Another lady with the same “pati vrata shakti” stopped the sun from rising and only released the sun when her husband was made alive by the gods again.
Satguru has restricted us from wearing red color clothes.
Taksal has written that “Mool mantar” is till “Nanak ho si bhi sach” whereas the truth is that “Mool mantar” is till “Gur parsad”.
Baba Sunder Singh’s father Khajan Singh used to read path standing on one foot so that he could get a son as a boon.
While the child is being born, the nurse (or “dai”) should only be a Sikh. Does not Taksal members and leaders go to hospitals?
Baba Farid kept meditating in jungles for years and ate the leaves of trees.
Baba Farid kept hanging in a well for 13 years and kept meditating.
Guru Gobind Singh ji had a hidden book with them.
Bhai Dya Singh, Dharam Singh , Bhai Himmat Singh, Bhai Mohkam Singh and Bhai Sahib Singh’s head was cut by Guru Gobind Singh ji and put as a giving in front of Guru Granth Sahib. Taksal mentions that this fact is written in hidden book of Guru Gobind Singh ji.
Bhai Himmat Singh Ji ( one of panj pyare ) was cursed in his last birth. God had told him that in the form of 10th guru I will cut your head and release you.
When the heads of Panj Pyare were cut, amrit was sprinkled and new heads grew on their shoulders.
Guru ji gave “amrit” to 2 sparrows and those 2 sparrows died fighting with each other.
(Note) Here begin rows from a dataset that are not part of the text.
//! # In-Memory Store
//!
//! Implements every store trait over `tokio::sync::RwLock`ed collections.
//! Used by the CLI and by tests; cloning shares the same data.
//!
//! ## Locking
//! ```text
//! create_order:  orders.write() ──► number = max + 1 ──► insert ──► unlock
//!                └──────────── one critical section ────────────┘
//! ```
//! Readers never see a half-numbered order, and two concurrent
//! `create_order` calls always get distinct numbers.

use std::collections::{BTreeMap, HashMap, HashSet};
use std::sync::Arc;

use async_trait::async_trait;
use chrono::{DateTime, NaiveDate, Utc};
use tokio::sync::RwLock;
use tracing::{debug, info};
use washfold_core::order::next_order_number;
use washfold_core::{Customer, DailyClosing, Money, Order, OrderStatus, Product, ServiceSettings, User};

use crate::error::{StoreError, StoreResult};
use crate::repository::{CatalogStore, ClosingStore, DocumentStore, OrderStore, SettingsStore};

#[derive(Debug, Clone, Default)]
pub struct MemoryStore {
    orders: Arc<RwLock<HashMap<String, Order>>>,
    closings: Arc<RwLock<BTreeMap<NaiveDate, DailyClosing>>>,
    products: Arc<RwLock<BTreeMap<String, Product>>>,
    customers: Arc<RwLock<BTreeMap<String, Customer>>>,
    users: Arc<RwLock<Vec<User>>>,
    settings: Arc<RwLock<Option<ServiceSettings>>>,
    documents: Arc<RwLock<BTreeMap<String, String>>>,
}

impl MemoryStore {
    pub fn new() -> Self {
        MemoryStore::default()
    }

    /// Adds or replaces an operator.
    pub async fn add_user(&self, user: User) {
        let mut users = self.users.write().await;
        users.retain(|u| u.id != user.id);
        users.push(user);
    }

    /// Loads already-numbered orders as they are, e.g. from an export.
    ///
    /// ## Errors
    /// `UniqueViolation` when an ID or order number is already present, in
    /// the store or earlier in the same batch. Nothing is imported then.
    pub async fn import_orders(&self, imported: Vec<Order>) -> StoreResult<usize> {
        let mut orders = self.orders.write().await;
        {
            let mut ids: HashSet<&str> = orders.keys().map(String::as_str).collect();
            let mut numbers: HashSet<u64> = orders.values().map(|o| o.order_number).collect();
            for order in &imported {
                if !ids.insert(order.id.as_str()) {
                    return Err(StoreError::duplicate("order id", &order.id));
                }
                if !numbers.insert(order.order_number) {
                    return Err(StoreError::duplicate(
                        "order number",
                        order.order_number.to_string(),
                    ));
                }
            }
        }
        let count = imported.len();
        for order in imported {
            orders.insert(order.id.clone(), order);
        }
        debug!(count, "Imported orders");
        Ok(count)
    }

    pub async fn document_count(&self) -> usize {
        self.documents.read().await.len()
    }
}

fn sorted_by_creation(mut orders: Vec<Order>) -> Vec<Order> {
    orders.sort_by(|a, b| (a.created_at, a.order_number).cmp(&(b.created_at, b.order_number)));
    orders
}

// =============================================================================
// Orders
// =============================================================================

#[async_trait]
impl OrderStore for MemoryStore {
    async fn create_order(&self, mut order: Order) -> StoreResult<Order> {
        let mut orders = self.orders.write().await;
        if orders.contains_key(&order.id) {
            return Err(StoreError::duplicate("order id", &order.id));
        }

        let highest = orders.values().map(|o| o.order_number).max();
        order.order_number = next_order_number(highest);

        debug!(id = %order.id, order_number = order.order_number, total = %order.total, "Creating order");
        orders.insert(order.id.clone(), order.clone());
        Ok(order)
    }

    async fn get_order(&self, id: &str) -> StoreResult<Option<Order>> {
        Ok(self.orders.read().await.get(id).cloned())
    }

    async fn get_order_by_number(&self, order_number: u64) -> StoreResult<Option<Order>> {
        let orders = self.orders.read().await;
        Ok(orders
            .values()
            .find(|o| o.order_number == order_number)
            .cloned())
    }

    async fn list_orders(&self, from: DateTime<Utc>, to: DateTime<Utc>) -> StoreResult<Vec<Order>> {
        let orders = self.orders.read().await;
        let found: Vec<Order> = orders
            .values()
            .filter(|o| o.created_at >= from && o.created_at < to)
            .cloned()
            .collect();
        debug!(from = %from, to = %to, count = found.len(), "Listed orders");
        Ok(sorted_by_creation(found))
    }

    async fn list_open_orders(&self) -> StoreResult<Vec<Order>> {
        let orders = self.orders.read().await;
        let open: Vec<Order> = orders
            .values()
            .filter(|o| o.status.is_open())
            .cloned()
            .collect();
        Ok(sorted_by_creation(open))
    }

    async fn update_status(
        &self,
        id: &str,
        status: OrderStatus,
        at: DateTime<Utc>,
    ) -> StoreResult<Order> {
        let mut orders = self.orders.write().await;
        let order = orders
            .get_mut(id)
            .ok_or_else(|| StoreError::not_found("Order", id))?;
        let from = order.status;
        order.set_status(status, at)?;
        debug!(order_number = order.order_number, from = %from, to = %status, "Order status updated");
        Ok(order.clone())
    }

    async fn record_refund(
        &self,
        id: &str,
        amount: Money,
        reason: Option<String>,
        at: DateTime<Utc>,
    ) -> StoreResult<Order> {
        let mut orders = self.orders.write().await;
        let order = orders
            .get_mut(id)
            .ok_or_else(|| StoreError::not_found("Order", id))?;
        order.refund(amount, reason, at)?;
        info!(order_number = order.order_number, amount = %amount, "Refund recorded");
        Ok(order.clone())
    }
}

// =============================================================================
// Closings
// =============================================================================

#[async_trait]
impl ClosingStore for MemoryStore {
    async fn upsert_closing(&self, closing: DailyClosing) -> StoreResult<()> {
        if !closing.is_closed() {
            return Err(StoreError::InvalidState(format!(
                "closing for {} has not been closed",
                closing.date()
            )));
        }
        let date = closing.date();
        let replaced = self.closings.write().await.insert(date, closing).is_some();
        info!(date = %date, replaced, "Closing saved");
        Ok(())
    }

    async fn get_closing(&self, date: NaiveDate) -> StoreResult<Option<DailyClosing>> {
        Ok(self.closings.read().await.get(&date).cloned())
    }

    async fn list_closings(&self, from: NaiveDate, to: NaiveDate) -> StoreResult<Vec<DailyClosing>> {
        if from > to {
            return Ok(Vec::new());
        }
        let closings = self.closings.read().await;
        Ok(closings.range(from..=to).rev().map(|(_, c)| c.clone()).collect())
    }
}

// =============================================================================
// Catalog
// =============================================================================

#[async_trait]
impl CatalogStore for MemoryStore {
    async fn list_products(&self, active_only: bool) -> StoreResult<Vec<Product>> {
        let products = self.products.read().await;
        Ok(products
            .values()
            .filter(|p| !active_only || p.active)
            .cloned()
            .collect())
    }

    async fn get_product(&self, id: &str) -> StoreResult<Option<Product>> {
        Ok(self.products.read().await.get(id).cloned())
    }

    async fn upsert_product(&self, product: Product) -> StoreResult<()> {
        debug!(id = %product.id, name = %product.name, "Saving product");
        self.products.write().await.insert(product.id.clone(), product);
        Ok(())
    }

    async fn get_customer(&self, id: &str) -> StoreResult<Option<Customer>> {
        Ok(self.customers.read().await.get(id).cloned())
    }

    async fn upsert_customer(&self, customer: Customer) -> StoreResult<()> {
        debug!(id = %customer.id, "Saving customer");
        self.customers
            .write()
            .await
            .insert(customer.id.clone(), customer);
        Ok(())
    }

    async fn search_customers(&self, query: &str, limit: usize) -> StoreResult<Vec<Customer>> {
        let query = query.trim().to_lowercase();
        let customers = self.customers.read().await;
        let mut found: Vec<Customer> = customers
            .values()
            .filter(|c| {
                query.is_empty()
                    || c.display_name().to_lowercase().contains(&query)
                    || c.phone
                        .as_deref()
                        .is_some_and(|p| p.to_lowercase().contains(&query))
            })
            .cloned()
            .collect();
        found.sort_by_key(|c| c.display_name().to_lowercase());
        found.truncate(limit);
        Ok(found)
    }

    async fn list_users(&self) -> StoreResult<Vec<User>> {
        Ok(self.users.read().await.clone())
    }
}

// =============================================================================
// Settings & Documents
// =============================================================================

#[async_trait]
impl SettingsStore for MemoryStore {
    async fn service_settings(&self) -> StoreResult<Option<ServiceSettings>> {
        Ok(*self.settings.read().await)
    }

    async fn save_service_settings(&self, settings: ServiceSettings) -> StoreResult<()> {
        *self.settings.write().await = Some(settings);
        Ok(())
    }
}

#[async_trait]
impl DocumentStore for MemoryStore {
    async fn put_document(&self, path: &str, content: &str) -> StoreResult<()> {
        let replaced = self
            .documents
            .write()
            .await
            .insert(path.to_string(), content.to_string())
            .is_some();
        debug!(path, bytes = content.len(), replaced, "Document saved");
        Ok(())
    }

    async fn get_document(&self, path: &str) -> StoreResult<Option<String>> {
        Ok(self.documents.read().await.get(path).cloned())
    }
}

// =============================================================================
// Unit Tests
// =============================================================================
Gurbaksh Singh named sikh ran to honorable mother and she put some patasey (sweets) into amrit only then the amrit became peaceful.
Panj pyare’s said to Guru Gobind Singh Ji, “Just like Ram Chander honored monkeys, you are honoring us."
If you recite Keertan Sohila before sleeping an iron fort will be build around you.
Tobbacco has come into being due to the blood that oozed out of the feet of kaamdhenu Cow.
Khalsa should only wear blue, yellow, black or white, no other color.
Narad muni (from Hindu mythology) gifted Guru Gobind Singh ji with the feathers of a bird, that is why Guru Gobind Singh ji had so many powers.
When Dan Singh asked about long hair of Sikhs, Guru Gobind Singh ji replied that Sikhs have long hair so that they can be pulled out of hell by holding them with these long hair.
Women should not be involved in preparation of amrit.
Women should not perform Gidha in marriages.
The wife of King Hari Sen came to court in a viel, Guru asked, “who is this insane women?” The same time she became insane.
Bhai Heera Singh died while reciting Gurbani. Chariots (rath) from sky came to take him.
Kachchera (undergarment), comb etc. should be tied with a dead person.
Sikh priests should not eat garlic and onion.
Use desi ghee (oil made from butter) for jyot (candle) for paath and dhoop (fragrance stick) should always be burning.
Also Taksal has mentioned the list of other such materials needed for paath.
After bhog performing aarti is necessary.
Taksal writings mention, you cannot go in front of Guru Granth Sahib wearing pajamas, women should also follow the same rule.
To give the proof that he is right guru, 10th guru recited Gurbani entirely from his memory so that people do not suspect him.
Sikh Priest should kept “maun vrat”, should not court with his wife. If he suffers from night fall he should go to toiled and then wash his hair.
Gifting coconut is equal to gifting a head.
If paath is recited properly then the inside nut part of the coconut will become ashes.
Bhai Kahan Singh Nabha has written wrong by Raag Mala.


----------



## kee_jaana_mein_kaun (Feb 9, 2010)

*Re: A Quick Look at Some Provisions of the Damdami Taksal Rehat (Baba Gurbachan Singh*

We see a lot of similarities with RSS Maryada(Manmatt) and is opposed to Sikh Rehat Maryada according to Gurmatt.Next some one will claim there is Arya Samaaji Sikhi.
We do not agree with the announcement.There is nothing known as Sanatan Sikhism. 
Similarly there is someone on the internet claiming something called "Karni katha" or something like this linking it to Guru Nanak ji !
Any one encouraging this or supporting this is guilty of blasphemy in Sikhism.They should remember Rulda.


----------